Aim of the task
An exact reproduction of each record is required.

Material provided
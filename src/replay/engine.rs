//! Replay Engine
//!
//! Ties the stages together for one match: normalize each frame's events,
//! fold them through the accumulator, compact the snapshot sequence, then
//! validate the final state against the authoritative summary. Every run
//! owns its state outright, so batches fan out across matches with rayon
//! while each match stays strictly sequential inside.

use crate::catalog::ItemCatalog;
use crate::replay::accumulator::{AccumulatorStats, StateAccumulator};
use crate::replay::compact::{compact_snapshots, CompactionStats};
use crate::replay::error::ReplayError;
use crate::replay::item_rules::ItemRules;
use crate::replay::normalize::{EventNormalizer, NormalizerStats};
use crate::replay::state::Snapshot;
use crate::replay::summary::{MatchSummary, SUMMONERS_RIFT_MAP_ID};
use crate::replay::timeline::Timeline;
use crate::replay::validate::{ConsistencyValidator, ValidationConfig, Verdict};
use chrono::{DateTime, Utc};
use rayon::prelude::*;
use serde::{Deserialize, Serialize};
use tracing::{debug, info, warn};

/// Engine configuration.
#[derive(Debug, Clone)]
pub struct EngineConfig {
    /// Validator thresholds.
    pub validation: ValidationConfig,
    /// Treat a failed verdict as a fatal error instead of a flag.
    pub hard_validation_gate: bool,
    /// Reject matches whose map id is present and not Summoner's Rift.
    pub require_classic_rift: bool,
}

impl Default for EngineConfig {
    fn default() -> Self {
        Self {
            validation: ValidationConfig::default(),
            hard_validation_gate: false,
            require_classic_rift: true,
        }
    }
}

/// Serializable replay output for one match: the compacted snapshot
/// sequence plus enough metadata to key and date the document.
#[derive(Debug, Clone, Serialize, Deserialize)]
pub struct MatchDocument {
    pub match_id: Option<String>,
    pub game_creation: Option<DateTime<Utc>>,
    pub game_duration_secs: Option<i64>,
    pub game_version: Option<String>,
    pub snapshots: Vec<Snapshot>,
}

/// Full result of replaying one match.
#[derive(Debug, Clone, Serialize)]
pub struct MatchReplay {
    pub document: MatchDocument,
    pub verdict: Verdict,
    pub normalizer: NormalizerStats,
    pub accumulator: AccumulatorStats,
    pub compaction: CompactionStats,
}

/// Batch roll-up counts.
#[derive(Debug, Clone, Copy, Default, Serialize)]
pub struct BatchStats {
    pub total: usize,
    /// Replayed and validated clean.
    pub passed: usize,
    /// Replayed but the verdict failed.
    pub flagged: usize,
    /// Aborted by a fatal per-match error.
    pub skipped: usize,
}

/// One match's outcome within a batch.
#[derive(Debug, Clone)]
pub struct MatchOutcome {
    pub match_id: Option<String>,
    pub result: Result<MatchReplay, ReplayError>,
}

#[derive(Debug)]
pub struct BatchReport {
    pub outcomes: Vec<MatchOutcome>,
    pub stats: BatchStats,
}

/// Per-process replay engine. Holds only immutable configuration, so one
/// instance serves any number of concurrent matches.
pub struct ReplayEngine {
    rules: ItemRules,
    config: EngineConfig,
}

impl ReplayEngine {
    pub fn new(rules: ItemRules, config: EngineConfig) -> Self {
        Self { rules, config }
    }

    pub fn with_defaults(catalog: ItemCatalog) -> Self {
        Self::new(ItemRules::with_defaults(catalog), EngineConfig::default())
    }

    pub fn rules(&self) -> &ItemRules {
        &self.rules
    }

    /// Replay one match end to end. A fatal error aborts only this match.
    pub fn replay_match(
        &self,
        timeline: &Timeline,
        summary: &MatchSummary,
    ) -> Result<MatchReplay, ReplayError> {
        if self.config.require_classic_rift {
            // A summary without a map id still replays; only a known
            // foreign map is rejected.
            if let Some(map_id) = summary.map_id {
                if map_id != SUMMONERS_RIFT_MAP_ID {
                    return Err(ReplayError::UnsupportedMap { map_id });
                }
            }
        }

        let mut normalizer = EventNormalizer::new();
        let mut accumulator = StateAccumulator::new(&self.rules, summary.metas());
        for frame in &timeline.frames {
            let events = normalizer.normalize_frame(frame.timestamp, &frame.events)?;
            accumulator.apply_frame(frame, &events)?;
        }

        let accumulator_stats = *accumulator.stats();
        let (retained, compaction) = compact_snapshots(accumulator.finish());

        let final_snapshot = retained
            .last()
            .expect("snapshot sequence always contains the initial snapshot");
        let validator = ConsistencyValidator::new(&self.rules, self.config.validation.clone());
        let verdict = validator.validate(final_snapshot, summary);

        if self.config.hard_validation_gate && !verdict.passed {
            return Err(ReplayError::ValidationRejected {
                mismatches: verdict.mismatches.len(),
                report: verdict.report(),
            });
        }

        debug!(
            match_id = ?summary.match_id,
            frames = accumulator_stats.frames_folded,
            retained = compaction.retained,
            passed = verdict.passed,
            "Replayed match"
        );

        let document = MatchDocument {
            match_id: summary
                .match_id
                .clone()
                .or_else(|| timeline.match_id.clone()),
            game_creation: summary.game_creation_utc(),
            game_duration_secs: summary.game_duration_secs,
            game_version: summary.game_version.clone(),
            snapshots: retained,
        };
        Ok(MatchReplay {
            document,
            verdict,
            normalizer: *normalizer.stats(),
            accumulator: accumulator_stats,
            compaction,
        })
    }

    /// Convenience entry point from raw JSON documents.
    pub fn replay_json(
        &self,
        timeline_json: &str,
        summary_json: &str,
    ) -> Result<MatchReplay, ReplayError> {
        let timeline = Timeline::from_json_str(timeline_json)?;
        let summary = MatchSummary::from_json_str(summary_json)?;
        self.replay_match(&timeline, &summary)
    }

    /// Replay many matches in parallel. Matches are independent; a fatal
    /// error skips that match and never aborts the batch. Output order
    /// matches input order.
    pub fn replay_batch(&self, inputs: &[(Timeline, MatchSummary)]) -> BatchReport {
        let outcomes: Vec<MatchOutcome> = inputs
            .par_iter()
            .map(|(timeline, summary)| {
                let match_id = summary
                    .match_id
                    .clone()
                    .or_else(|| timeline.match_id.clone());
                let result = self.replay_match(timeline, summary);
                if let Err(e) = &result {
                    warn!(match_id = ?match_id, error = %e, "Skipping match");
                }
                MatchOutcome { match_id, result }
            })
            .collect();

        let mut stats = BatchStats {
            total: outcomes.len(),
            ..BatchStats::default()
        };
        for outcome in &outcomes {
            match &outcome.result {
                Ok(replay) if replay.verdict.passed => stats.passed += 1,
                Ok(_) => stats.flagged += 1,
                Err(_) => stats.skipped += 1,
            }
        }
        info!(
            total = stats.total,
            passed = stats.passed,
            flagged = stats.flagged,
            skipped = stats.skipped,
            "Replayed match batch"
        );
        BatchReport { outcomes, stats }
    }
}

Written answer
filename src/replay/engine.rs
//! Replay Engine
//!
//! Ties the stages together for one match: normalize each frame's events,
//! fold them through the accumulator, compact the snapshot sequence, then
//! validate the final state against the authoritative summary. Every run
//! owns its state outright, so batches fan out across matches with rayon
//! while each match stays strictly sequential inside.

use crate::catalog::ItemCatalog;
use crate::replay::accumulator::{AccumulatorStats, StateAccumulator};
use crate::replay::compact::{compact_snapshots, CompactionStats};
use crate::replay::error::ReplayError;
use crate::replay::item_rules::ItemRules;
use crate::replay::normalize::{EventNormalizer, NormalizerStats};
use crate::replay::state::Snapshot;
use crate::replay::summary::{MatchSummary, SUMMONERS_RIFT_MAP_ID};
use crate::replay::timeline::Timeline;
use crate::replay::validate::{ConsistencyValidator, ValidationConfig, Verdict};
use chrono::{DateTime, Utc};
use rayon::prelude::*;
use serde::{Deserialize, Serialize};
use tracing::{debug, info, warn};

/// Engine configuration.
#[derive(Debug, Clone)]
pub struct EngineConfig {
    /// Validator thresholds.
    pub validation: ValidationConfig,
    /// Treat a failed verdict as a fatal error instead of a flag.
    pub hard_validation_gate: bool,
    /// Reject matches whose map id is present and not Summoner's Rift.
    pub require_classic_rift: bool,
}

impl Default for EngineConfig {
    fn default() -> Self {
        Self {
            validation: ValidationConfig::default(),
            hard_validation_gate: false,
            require_classic_rift: true,
        }
    }
}

/// Serializable replay output for one match: the compacted snapshot
/// sequence plus enough metadata to key and date the document.
#[derive(Debug, Clone, Serialize, Deserialize)]
pub struct MatchDocument {
    pub match_id: Option<String>,
    pub game_creation: Option<DateTime<Utc>>,
    pub game_duration_secs: Option<i64>,
    pub game_version: Option<String>,
    pub snapshots: Vec<Snapshot>,
}

/// Full result of replaying one match.
#[derive(Debug, Clone, Serialize)]
pub struct MatchReplay {
    pub document: MatchDocument,
    pub verdict: Verdict,
    pub normalizer: NormalizerStats,
    pub accumulator: AccumulatorStats,
    pub compaction: CompactionStats,
}

/// Batch roll-up counts.
#[derive(Debug, Clone, Copy, Default, Serialize)]
pub struct BatchStats {
    pub total: usize,
    /// Replayed and validated clean.
    pub passed: usize,
    /// Replayed but the verdict failed.
    pub flagged: usize,
    /// Aborted by a fatal per-match error.
    pub skipped: usize,
}

/// One match's outcome within a batch.
#[derive(Debug, Clone)]
pub struct MatchOutcome {
    pub match_id: Option<String>,
    pub result: Result<MatchReplay, ReplayError>,
}

#[derive(Debug)]
pub struct BatchReport {
    pub outcomes: Vec<MatchOutcome>,
    pub stats: BatchStats,
}

/// Per-process replay engine. Holds only immutable configuration, so one
/// instance serves any number of concurrent matches.
pub struct ReplayEngine {
    rules: ItemRules,
    config: EngineConfig,
}

impl ReplayEngine {
    pub fn new(rules: ItemRules, config: EngineConfig) -> Self {
        Self { rules, config }
    }

    pub fn with_defaults(catalog: ItemCatalog) -> Self {
        Self::new(ItemRules::with_defaults(catalog), EngineConfig::default())
    }

    pub fn rules(&self) -> &ItemRules {
        &self.rules
    }

    /// Replay one match end to end. A fatal error aborts only this match.
    pub fn replay_match(
        &self,
        timeline: &Timeline,
        summary: &MatchSummary,
    ) -> Result<MatchReplay, ReplayError> {
        if self.config.require_classic_rift {
            // A summary without a map id still replays; only a known
            // foreign map is rejected.
            if let Some(map_id) = summary.map_id {
                if map_id != SUMMONERS_RIFT_MAP_ID {
                    return Err(ReplayError::UnsupportedMap { map_id });
                }
            }
        }

        let mut normalizer = EventNormalizer::new();
        let mut accumulator = StateAccumulator::new(&self.rules, summary.metas());
        for frame in &timeline.frames {
            let events = normalizer.normalize_frame(frame.timestamp, &frame.events)?;
            accumulator.apply_frame(frame, &events)?;
        }

        let accumulator_stats = *accumulator.stats();
        let (retained, compaction) = compact_snapshots(accumulator.finish());

        let final_snapshot = retained
            .last()
            .expect("snapshot sequence always contains the initial snapshot");
        let validator = ConsistencyValidator::new(&self.rules, self.config.validation.clone());
        let verdict = validator.validate(final_snapshot, summary);

        if self.config.hard_validation_gate && !verdict.passed {
            return Err(ReplayError::ValidationRejected {
                mismatches: verdict.mismatches.len(),
                report: verdict.report(),
            });
        }

        debug!(
            match_id = ?summary.match_id,
            frames = accumulator_stats.frames_folded,
            retained = compaction.retained,
            passed = verdict.passed,
            "Replayed match"
        );

        let document = MatchDocument {
            match_id: summary
                .match_id
                .clone()
                .or_else(|| timeline.match_id.clone()),
            game_creation: summary.game_creation_utc(),
            game_duration_secs: summary.game_duration_secs,
            game_version: summary.game_version.clone(),
            snapshots: retained,
        };
        Ok(MatchReplay {
            document,
            verdict,
            normalizer: *normalizer.stats(),
            accumulator: accumulator_stats,
            compaction,
        })
    }

    /// Convenience entry point from raw JSON documents.
    pub fn replay_json(
        &self,
        timeline_json: &str,
        summary_json: &str,
    ) -> Result<MatchReplay, ReplayError> {
        let timeline = Timeline::from_json_str(timeline_json)?;
        let summary = MatchSummary::from_json_str(summary_json)?;
        self.replay_match(&timeline, &summary)
    }

    /// Replay many matches in parallel. Matches are independent; a fatal
    /// error skips that match and never aborts the batch. Output order
    /// matches input order.
    pub fn replay_batch(&self, inputs: &[(Timeline, MatchSummary)]) -> BatchReport {
        let outcomes: Vec<MatchOutcome> = inputs
            .par_iter()
            .map(|(timeline, summary)| {
                let match_id = summary
                    .match_id
                    .clone()
                    .or_else(|| timeline.match_id.clone());
                let result = self.replay_match(timeline, summary);
                if let Err(e) = &result {
                    warn!(match_id = ?match_id, error = %e, "Skipping match");
                }
                MatchOutcome { match_id, result }
            })
            .collect();

        let mut stats = BatchStats {
            total: outcomes.len(),
            ..BatchStats::default()
        };
        for outcome in &outcomes {
            match &outcome.result {
                Ok(replay) if replay.verdict.passed => stats.passed += 1,
                Ok(_) => stats.flagged += 1,
                Err(_) => stats.skipped += 1,
            }
        }
        info!(
            total = stats.total,
            passed = stats.passed,
            flagged = stats.flagged,
            skipped = stats.skipped,
            "Replayed match batch"
        );
        BatchReport { outcomes, stats }
    }
}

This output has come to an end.